Tuesday, February 9, 2010

Five children burnt by industrial waste in Mansehra Colony

 Source : http://www.thenews.com.pk/print1.asp?id=223072

By By Shahid Husain
Karachi

As if the tragedy at the Sindh Industrial Trading Estate (SITE) was not enough where dumping of toxic waste by a factory owner played havoc with the lives of innocent children a few years ago, at least five children have been burnt in Mansehra Colony, F-Area, Landhi where industrial units dump their waste every day without any fear.

Amongst the children who have been burnt severely are: Omer, son of Sabir; Mazhar, son of Ashiq; Abid Ali, son of Khalid; Niaz Mohammad, son of Faqir Mohammad; and Zulfiqar, son of Faiz Mohammad; according to Noor-ur-Rehman, general secretary, Society for Safe and Healthier Environment, a small, grass root non-governmental organisation (NGO) that came into being after local activists of SITE area campaigned against dumping of toxic waste in SITE area.

“These children were burnt on January 18 while playing at the dump,” Mohammad Javed, a resident of Mansehra Colony who works in a denim factory in Landhi told The News.

“The mill area is situated near the dumping site where factories and Landhi Town employees dump their waste,” he said. “We tried to lodge a First Information Report (FIR) in Sharifi Goth police station but the officials refused to register it.
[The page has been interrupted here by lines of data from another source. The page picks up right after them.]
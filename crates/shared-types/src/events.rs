//! # Ledger Signals
//!
//! The three signals the ledger emits for external observation. They are a side
//! channel: the state machine never reads them back.
//!
//! Addresses serialize as `0x`-prefixed hex so that JSON audit logs stay readable.

use crate::entities::{Address, AlertKind, Fingerprint, OriginKind, Role, Timestamp};
use serde::{Deserialize, Serialize};
use serde_with::{serde_as, DisplayFromStr};

/// A signal emitted by the ledger.
#[serde_as]
#[derive(Debug, Clone, PartialEq, Eq, Serialize, Deserialize)]
pub enum LedgerEvent {
    /// The authority granted a role to an address.
    EntityRegistered {
        /// The newly authorized address.
        #[serde_as(as = "DisplayFromStr")]
        entity: Address,
        /// Role that was granted.
        role: Role,
    },

    /// A report passed every check and was appended.
    AccidentReported {
        /// Sequence id assigned by the ledger.
        id: u64,
        /// Free-text location supplied by the reporter.
        location: String,
        /// The reporting address.
        #[serde_as(as = "DisplayFromStr")]
        reporter: Address,
        /// Machine or human origin.
        origin: OriginKind,
        /// Deduplication fingerprint of the report.
        fingerprint: Fingerprint,
        /// Ledger-assigned insertion time.
        timestamp: Timestamp,
    },

    /// An operation was denied or flagged as abusive.
    SecurityAlert {
        /// Attack classification.
        kind: AlertKind,
        /// The offending caller.
        #[serde_as(as = "DisplayFromStr")]
        attacker: Address,
    },
}

impl LedgerEvent {
    /// Get the topic for this event (for filtering).
    #[must_use]
    pub fn topic(&self) -> EventTopic {
        match self {
            Self::EntityRegistered { .. } => EventTopic::Registry,
            Self::AccidentReported { .. } => EventTopic::Reports,
            Self::SecurityAlert { .. } => EventTopic::Security,
        }
    }

    /// The address that caused the signal.
    #[must_use]
    pub fn subject(&self) -> Address {
        match self {
            Self::EntityRegistered { entity, .. } => *entity,
            Self::AccidentReported { reporter, .. } => *reporter,
            Self::SecurityAlert { attacker, .. } => *attacker,
        }
    }

    /// Returns true for `SecurityAlert` signals.
    #[must_use]
    pub fn is_alert(&self) -> bool {
        matches!(self, Self::SecurityAlert { .. })
    }
}

/// Event topics for subscription filtering.
#[derive(Debug, Clone, Copy, PartialEq, Eq, Hash, Serialize, Deserialize)]
pub enum EventTopic {
    /// `EntityRegistered` signals.
    Registry,
    /// `AccidentReported` signals.
    Reports,
    /// `SecurityAlert` signals.
    Security,
    /// All events (no filtering).
    All,
}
We have been witnessing such incidents for the last one and a half year,” Javed said.

Amazingly, factory waste is dumped at the site by vehicles that have no number plates, he said.

A divisional bench of the Sindh High Court comprising Justice Mushir Alam and Justice Nadeem Azher Siddiqi on July 26, 2006, ordered that industrial waste should not be dumped on plot numbers F-620 and F-621 in SITE — Pakistan’s largest industrial estate.

The dumping of toxic chemical waste on these industrial plots had led to a tragedy of great magnitude in February 2006, when as many as 20 people — mostly children — received burns due to deadly chemicals.

Though industrialists tried to hush the case, inhabitants formed an “action committee” and filed a petition in the Sindh High Court.

Though a child died of severe burns while the other suffered from auto amputation, the struggle of the “action committee” that later transformed into the Society for Safe and Healthier Environment won the case and the unscrupulous factory owner was forced to compensate the victims.

Apparently the court verdict should have stopped dumping of hazardous waste in open plots in residential colonies but the tragedy in Mansehra Colony in Landhi’s F-Area amply demonstrates that the practice continues without any let or hindrance.